Public-sector technologists discussed the ins and outs of thriving in the government space during Laserfiche Empower.

by / February 13, 2017
Long Beach CIO Bryan Sastokas (center) discusses the challenges and opportunities facing the public sector with Franklin County, Pa.'s Ed Yonker (left) and Collin County, Texas' Tim Nolan at the 2017 Laserfiche Empower conference in Long Beach, Calif., Feb. 8. Government Technology

LONG BEACH, Calif. — Local government technology officials gathered to discuss the myriad challenges and opportunities facing their respective organizations during the Laserfiche Empower conference Feb. 8.

The session, hosted by e.Republic* Chief Innovation Officer Dustin Haisler, broached some of the more pressing topics facing the public sector — namely how to bring new blood into the government fold, taking risks and getting the most out of engagements with the public and elected officials.

While technology was the main underpinning of the roughly hourlong panel discussion, speakers also stepped outside the IT box and focused on complementary issues as well.  

Innovating within the Government Space

As Tim Nolan, senior applications manager with Collin County, Texas, explained, innovation in government has developed into more than just an added bonus to end-users — innovation has become an expectation.

Rapid growth and greater reliance on devices and connectivity have put pressure on the county government to provide new services at a faster rate. “They expect this level of technology, anything less would be complaints,” he said.

Where the drive to push new technologies and features poses great opportunity for a tech-savvy organization, it poses very real challenges for those struggling to negotiate between the way things have been done and process evolution.
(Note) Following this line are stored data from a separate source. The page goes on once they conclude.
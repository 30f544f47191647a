/// Reading the medical-charges CSV into typed [`Record`]s.
///
/// The expected header is `age,sex,bmi,children,smoker,region,charges` (any column order,
/// extra columns ignored). Every numeric cell is parsed explicitly; a cell that is not a
/// finite number fails the whole load with [`LoadError::InvalidField`] instead of turning
/// into a silent `NaN`.
///
/// ### Example
/// ```no_run
/// # use medcharges::loader::{DataSource, load_records};
/// # use medcharges::config::SmokerPolicy;
/// let source = DataSource::parse("medical-charges.csv");
/// let records = load_records(&source, SmokerPolicy::Keep)?;
/// println!("{} rows", records.len());
/// # Ok::<(), medcharges::error::LoadError>(())
/// ```
use crate::config::SmokerPolicy;
use crate::error::LoadError;
use crate::models::{Record, Smoker};
use csv::{ReaderBuilder, StringRecord, Trim};
use reqwest::blocking::Client as HttpClient;
use reqwest::redirect::Policy;
use std::fmt;
use std::io::Read;
use std::path::PathBuf;
use std::time::Duration;

/// Where the CSV comes from.
#[derive(Debug, Clone, PartialEq, Eq)]
pub enum DataSource {
    Path(PathBuf),
    Url(String),
}

impl DataSource {
    /// `http://` and `https://` prefixes select a URL, anything else is a file path.
    pub fn parse(s: &str) -> Self {
        let t = s.trim();
        let lower = t.to_ascii_lowercase();
        if lower.starts_with("http://") || lower.starts_with("https://") {
            DataSource::Url(t.to_string())
        } else {
            DataSource::Path(PathBuf::from(t))
        }
    }
}

impl fmt::Display for DataSource {
    fn fmt(&self, f: &mut fmt::Formatter<'_>) -> fmt::Result {
        match self {
            DataSource::Path(p) => write!(f, "{}", p.display()),
            DataSource::Url(u) => f.write_str(u),
        }
    }
}

const COLUMNS: [&str; 7] = ["age", "sex", "bmi", "children", "smoker", "region", "charges"];

/// Column positions resolved from the header row, in `COLUMNS` order.
struct ColumnMap([usize; 7]);

impl ColumnMap {
    fn from_headers(headers: &StringRecord) -> Result<Self, LoadError> {
        let mut idx = [0usize; 7];
        for (slot, name) in idx.iter_mut().zip(COLUMNS) {
            *slot = headers
                .iter()
                .position(|h| h.trim() == name)
                .ok_or(LoadError::MissingColumn(name))?;
        }
        Ok(Self(idx))
    }

    fn get<'r>(&self, row: &'r StringRecord, col: usize) -> &'r str {
        row.get(self.0[col]).unwrap_or("")
    }
}

/// Load and parse all records from `source`.
pub fn load_records(source: &DataSource, policy: SmokerPolicy) -> Result<Vec<Record>, LoadError> {
    let records = match source {
        DataSource::Path(path) => {
            let file = std::fs::File::open(path).map_err(|e| LoadError::Io {
                path: path.clone(),
                source: e,
            })?;
            parse_records(file, policy)?
        }
        DataSource::Url(url) => {
            let body = fetch_text(url)?;
            parse_records(body.as_bytes(), policy)?
        }
    };
    log::info!("loaded {} records from {}", records.len(), source);
    Ok(records)
}

/// Single-attempt blocking GET; a non-success status is an error.
fn fetch_text(url: &str) -> Result<String, LoadError> {
    let http_err = |source| LoadError::Http {
        url: url.to_string(),
        source,
    };
    let http = HttpClient::builder()
        .timeout(Duration::from_secs(30)) // total request timeout
        .connect_timeout(Duration::from_secs(10))
        .redirect(Policy::limited(5))
        .user_agent(concat!("medcharges/", env!("CARGO_PKG_VERSION")))
        .build()
        .map_err(http_err)?;
    let resp = http.get(url).send().map_err(http_err)?;
    let status = resp.status();
    if !status.is_success() {
        return Err(LoadError::Status {
            url: url.to_string(),
            status: status.as_u16(),
        });
    }
    resp.text().map_err(http_err)
}

/// Parse records from any CSV reader (header row required).
pub fn parse_records<R: Read>(reader: R, policy: SmokerPolicy) -> Result<Vec<Record>, LoadError> {
    let mut rdr = ReaderBuilder::new().trim(Trim::All).from_reader(reader);
    let columns = ColumnMap::from_headers(rdr.headers()?)?;

    let mut out = Vec::new();
    for row in rdr.records() {
        let row = row?;
        let line = row.position().map(|p| p.line()).unwrap_or(0);
        out.push(parse_row(&columns, &row, line, policy)?);
    }
    Ok(out)
}

fn parse_row(
    columns: &ColumnMap,
    row: &StringRecord,
    line: u64,
    policy: SmokerPolicy,
) -> Result<Record, LoadError> {
    let number = |col: usize| -> Result<f64, LoadError> {
        let raw = columns.get(row, col);
        match raw.parse::<f64>() {
            Ok(v) if v.is_finite() => Ok(v),
            _ => Err(LoadError::InvalidField {
                line,
                column: COLUMNS[col],
                value: raw.to_string(),
            }),
        }
    };

    let children_raw = columns.get(row, 3);
    let children = children_raw
        .parse::<u32>()
        .map_err(|_| LoadError::InvalidField {
            line,
            column: COLUMNS[3],
            value: children_raw.to_string(),
        })?;

    let smoker = Smoker::parse(columns.get(row, 4));
    if let Smoker::Other(value) = &smoker {
        match policy {
            SmokerPolicy::Reject => {
                return Err(LoadError::UnknownSmoker {
                    line,
                    value: value.clone(),
                });
            }
            SmokerPolicy::Keep => {
                log::warn!("line {line}: keeping unknown smoker value {value:?}");
            }
        }
    }

    Ok(Record {
        age: number(0)?,
        sex: columns.get(row, 1).to_string(),
        bmi: number(2)?,
        children,
        smoker,
        region: columns.get(row, 5).to_string(),
        charges: number(6)?,
    })
}
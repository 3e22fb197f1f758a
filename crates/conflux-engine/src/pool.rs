//! Fixed-size worker pool for update parts.
//!
//! Workers drain a shared unbounded channel, so submission never
//! blocks the driver. There is no ordering guarantee among submitted
//! tasks; correctness of a tick rests entirely on the completion
//! signals, not on execution order. Each worker is labeled with a
//! fresh [`SlotId`] at spawn time and publishes it through a
//! thread-local so the task it is running can report which worker
//! executed it.

use std::cell::Cell;
use std::panic::{self, AssertUnwindSafe};
use std::thread::{self, JoinHandle};

use crossbeam_channel::{Receiver, Sender};

use conflux_core::SlotId;

/// A unit of work submitted to the pool.
pub type Task = Box<dyn FnOnce() + Send + 'static>;

thread_local! {
    static CURRENT_SLOT: Cell<Option<SlotId>> = const { Cell::new(None) };
}

/// Fixed-capacity pool of update worker threads.
///
/// Replacing the pool (resizing) is a coordinator operation permitted
/// only while the engine is stopped; the pool itself is immutable
/// after construction. Dropping the pool closes the task channel and
/// joins every worker.
pub struct WorkerPool {
    tx: Option<Sender<Task>>,
    workers: Vec<JoinHandle<()>>,
    slots: Vec<SlotId>,
}

impl WorkerPool {
    /// Spawn a pool of `threads` workers.
    ///
    /// # Panics
    ///
    /// Panics if `threads` is zero (the coordinator validates counts
    /// before constructing a pool) or if a worker thread cannot be
    /// spawned.
    pub fn new(threads: usize) -> Self {
        assert!(threads > 0, "worker pool requires at least one thread");

        let (tx, rx) = crossbeam_channel::unbounded::<Task>();
        let mut workers = Vec::with_capacity(threads);
        let mut slots = Vec::with_capacity(threads);
        for _ in 0..threads {
            let slot = SlotId::next();
            let rx = rx.clone();
            let handle = thread::Builder::new()
                .name(format!("conflux-worker-{slot}"))
                .spawn(move || worker_loop(rx, slot))
                .expect("failed to spawn pool worker");
            workers.push(handle);
            slots.push(slot);
        }

        Self {
            tx: Some(tx),
            workers,
            slots,
        }
    }

    /// Submit a task. Fire-and-forget: never blocks the caller.
    ///
    /// Tasks submitted after the pool started dropping are discarded;
    /// that cannot happen mid-tick because the driver owns the pool
    /// exclusively.
    pub fn submit(&self, task: Task) {
        if let Some(tx) = &self.tx {
            let _ = tx.send(task);
        }
    }

    /// Number of worker threads in this pool.
    pub fn num_threads(&self) -> usize {
        self.workers.len()
    }

    /// Slot ids of this pool's workers, in spawn order.
    pub fn slots(&self) -> &[SlotId] {
        &self.slots
    }

    /// The slot id of the calling worker thread.
    ///
    /// Returns `None` on threads that do not belong to a pool (the
    /// driver, the event thread, user threads).
    pub fn current_slot() -> Option<SlotId> {
        CURRENT_SLOT.with(Cell::get)
    }
}

impl Drop for WorkerPool {
    fn drop(&mut self) {
        // Closing the channel ends every worker's recv loop.
        self.tx.take();
        for handle in self.workers.drain(..) {
            let _ = handle.join();
        }
    }
}

fn worker_loop(rx: Receiver<Task>, slot: SlotId) {
    CURRENT_SLOT.with(|s| s.set(Some(slot)));
    while let Ok(task) = rx.recv() {
        // A panicking task must not take the worker down with it; the
        // default panic hook still reports it to stderr.
        let _ = panic::catch_unwind(AssertUnwindSafe(task));
    }
}
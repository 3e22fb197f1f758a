//! Concurrent workspace update engine.
//!
//! Once per tick the engine propagates every coupling on a dedicated
//! driver thread, then fans each component's update parts out to a
//! bounded worker pool behind a two-level completion barrier: an inner
//! signal per component chained to an outer signal per tick. Component
//! updates never start before the tick's coupling propagation is
//! complete, and the next tick's propagation never starts before every
//! update of the current tick has finished.
//!
//! Lifecycle notifications are delivered on a separate single-thread
//! event context so listener code can never block or deadlock pool
//! workers.

#![deny(missing_docs)]
#![deny(rustdoc::broken_intra_doc_links)]
#![forbid(unsafe_code)]

pub mod config;
pub mod controller;
pub mod coordinator;
mod driver;
pub mod notify;
pub mod pool;
pub mod signal;

pub use config::EngineConfig;
pub use controller::{ParallelController, SerialController, TickContext, TickOutcome, UpdateController};
pub use coordinator::UpdateCoordinator;
pub use notify::EventNotifier;
pub use pool::WorkerPool;
pub use signal::CompletionSignal;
These changes often garner resistance from those comfortable with the way things are.

In rural Franklin County, Pa., Application Software Manager Ed Yonker said changing the culture of a well established organization is easier said than done. “As far as that culture, for us to innovate, basically it’s a mindset. It’s hard to change our processes internally. We’ve got to fight that internal battle trying to get that done,” Yonker explained.
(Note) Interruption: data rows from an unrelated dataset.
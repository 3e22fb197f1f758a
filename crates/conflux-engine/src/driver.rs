//! Driver loop, command channel draining, and per-tick failure
//! containment.
//!
//! The driver thread owns the worker pool and the active controller
//! exclusively (moved in via `thread::spawn`). Commands arrive on a
//! bounded crossbeam channel and replies go back via per-command
//! oneshot channels, so pool replacement and controller swaps are
//! serialized with ticks by construction: the driver handles one
//! command at a time and a tick runs entirely within one command.

use std::panic::{self, AssertUnwindSafe};
use std::sync::atomic::{AtomicBool, AtomicU64, AtomicUsize, Ordering};
use std::sync::{Arc, RwLock};

use crossbeam_channel::{Receiver, Sender};

use conflux_core::{CouplingManager, TaskSyncHook, TickId, Workspace};

use crate::controller::{panic_reason, TickContext, TickOutcome, UpdateController};
use crate::notify::Notification;
use crate::pool::WorkerPool;

/// A command submitted to the driver by the coordinator.
pub(crate) enum DriverCommand {
    /// Enter the tick loop; runs until the run flag clears.
    RunLoop,
    /// Execute exactly one tick and reply with the resulting time.
    RunOnce { reply: Sender<TickId> },
    /// Replace the worker pool. Only sent while stopped.
    SetThreads { threads: usize, reply: Sender<usize> },
    /// Swap the update policy. Only sent while stopped.
    SetController {
        controller: Box<dyn UpdateController>,
        reply: Sender<()>,
    },
}

/// Shared state between the coordinator facade and the driver thread.
pub(crate) struct SharedState {
    /// Whether the tick loop should keep running. Observed between
    /// ticks only; an in-flight tick always completes.
    pub run: AtomicBool,
    /// Completed tick count.
    pub time: AtomicU64,
    /// Current pool size, for `num_threads()` without asking the driver.
    pub num_threads: AtomicUsize,
    /// Name of the active controller.
    pub controller_name: RwLock<String>,
    /// The installed synchronization hook.
    pub hook: RwLock<Arc<dyn TaskSyncHook>>,
}

/// State owned by the driver thread's main loop.
pub(crate) struct DriverState {
    pool: WorkerPool,
    controller: Box<dyn UpdateController>,
    workspace: Arc<dyn Workspace>,
    couplings: Arc<dyn CouplingManager>,
    events: Sender<Notification>,
    shared: Arc<SharedState>,
    cmd_rx: Receiver<DriverCommand>,
}

impl DriverState {
    pub fn new(
        pool: WorkerPool,
        controller: Box<dyn UpdateController>,
        workspace: Arc<dyn Workspace>,
        couplings: Arc<dyn CouplingManager>,
        events: Sender<Notification>,
        shared: Arc<SharedState>,
        cmd_rx: Receiver<DriverCommand>,
    ) -> Self {
        Self {
            pool,
            controller,
            workspace,
            couplings,
            events,
            shared,
            cmd_rx,
        }
    }

    /// Main command loop. Returns when the coordinator drops the
    /// command sender; dropping `self` then joins the pool workers.
    pub fn run(mut self) {
        while let Ok(cmd) = self.cmd_rx.recv() {
            match cmd {
                DriverCommand::RunLoop => self.run_loop(),
                DriverCommand::RunOnce { reply } => {
                    let hook = self.hook();
                    hook.queue_tasks();
                    self.tick();
                    hook.release_tasks();
                    hook.run_tasks();
                    let _ = reply.send(TickId(self.shared.time.load(Ordering::Acquire)));
                }
                DriverCommand::SetThreads { threads, reply } => {
                    self.pool = WorkerPool::new(threads);
                    self.shared.num_threads.store(threads, Ordering::Release);
                    let _ = self
                        .events
                        .send(Notification::ThreadCountChanged { threads });
                    let _ = reply.send(threads);
                }
                DriverCommand::SetController { controller, reply } => {
                    *self
                        .shared
                        .controller_name
                        .write()
                        .expect("controller name lock poisoned") = controller.name().to_string();
                    self.controller = controller;
                    let _ = reply.send(());
                }
            }
        }
    }

    /// The tick loop: runs while the run flag holds, bracketed by the
    /// synchronization hook.
    fn run_loop(&mut self) {
        // A stop() can land before this command is dequeued; a stale
        // loop command must not bracket the hook around zero ticks.
        if !self.shared.run.load(Ordering::Acquire) {
            return;
        }
        let hook = self.hook();
        hook.queue_tasks();
        while self.shared.run.load(Ordering::Acquire) {
            let advanced = self.tick();
            hook.run_tasks();
            if !advanced {
                // Empty workspace or failed tick: don't spin hot.
                std::thread::sleep(std::time::Duration::from_millis(1));
            }
        }
        hook.release_tasks();
        hook.run_tasks();
    }

    /// Execute one tick with the active controller.
    ///
    /// The counter advances only on a completed tick; a controller
    /// error or panic is reported once and leaves the counter (and the
    /// engine) intact, so a persistently failing tick degrades that
    /// tick's contribution rather than terminating the run.
    ///
    /// Returns whether the counter advanced.
    fn tick(&mut self) -> bool {
        let tick = TickId(self.shared.time.load(Ordering::Acquire) + 1);
        let ctx = TickContext::new(
            self.workspace.as_ref(),
            self.couplings.as_ref(),
            &self.pool,
            self.events.clone(),
            tick,
        );

        let controller = self.controller.as_ref();
        match panic::catch_unwind(AssertUnwindSafe(|| controller.run_tick(&ctx))) {
            Ok(Ok(TickOutcome::Completed)) => {
                self.shared.time.store(tick.0, Ordering::Release);
                true
            }
            Ok(Ok(TickOutcome::NoComponents)) => false,
            Ok(Err(err)) => {
                let _ = self.events.send(Notification::UpdateFailed {
                    component: None,
                    tick,
                    reason: err.to_string(),
                });
                false
            }
            Err(payload) => {
                let _ = self.events.send(Notification::UpdateFailed {
                    component: None,
                    tick,
                    reason: panic_reason(payload.as_ref()),
                });
                false
            }
        }
    }

    fn hook(&self) -> Arc<dyn TaskSyncHook> {
        Arc::clone(&self.shared.hook.read().expect("hook lock poisoned"))
    }
}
Despite the challenge before them, Yonker said persistence has helped his organization to make inroads, though, he admitted, the changes have been slow.

Making Engagements Count

One of the primary goals for the city of Long Beach has been fostering better relationships with the public and leadership around technology. 

Long Beach CIO Bryan Sastokas told attendees that framing the conversation around economic development, or how it can support other key initiatives outside of IT, can be a useful tactic when gathering support and engaging with stakeholders.

During efforts to build the city’s open data program and policy, Sastokas said the goal was to connect directly with the public and outline the information they hoped to draw on. “We went out to the community and said, ‘What is it that you want? How do you want that data? What are you looking for? What should that policy be?’”

The creation of the policy was ultimately opened to the public for edits and additions. “That physical engagement, that ability to have them feel that they crafted something that then we took up to our commission and our council, is something that I think everyone in TID [the Technology and Innovation Department] is excited for because normally you just have them tell you what they think you need.”

Though this route will open the doors to improved transparency in government service delivery, Sastokas warned that it will also mean hearing other issues as well — not all of which will be pleasant.

“It’s not easy either. When you go out asking for something from your community, get ready to hear a bunch of things you probably can’t deliver on, or don’t know if you want to deliver on, because everyone has their own opinion.”

Embracing Risk

When it comes to taking the plunge into new waters, panelists made the argument that taking the risk can actually help the cause of an organization, rather than setting it back.

As Nolan explained, a measured risk can be just what elected officials need to turn their attention to the IT aspects of government. He said the competitive nature of many elected officials can also be leveraged for organizational benefit. “The competitive nature of a lot of these elected officials actually makes it a lot easier for us to be innovative because they are trying to outdo each other,” Nolan said.

The result can be a veritable race for innovation, where elected officials, dependent on organizational successes for re-election, get behind initiatives that improve constituent services in some new way.

As Sastokas sees it, risk is synonymous with failing, but also innovating. “My argument is if you are going to fail, fail fast. Fail fast, get it over with and move along. You can’t be innovative without failing.”

Knowing the overall organizational goal is key to approaching any mission, Sastokas said, whether it’s addressing homelessness, education or any other issue. “Whatever those topics are, keep that as your focus and just keep trying.”

Drawing in New Blood

When discussing the challenges facing local government, the panelists said there are a number of considerations that stretched from enterprise security to replacing the institutional knowledge that leaves an organization with each retirement.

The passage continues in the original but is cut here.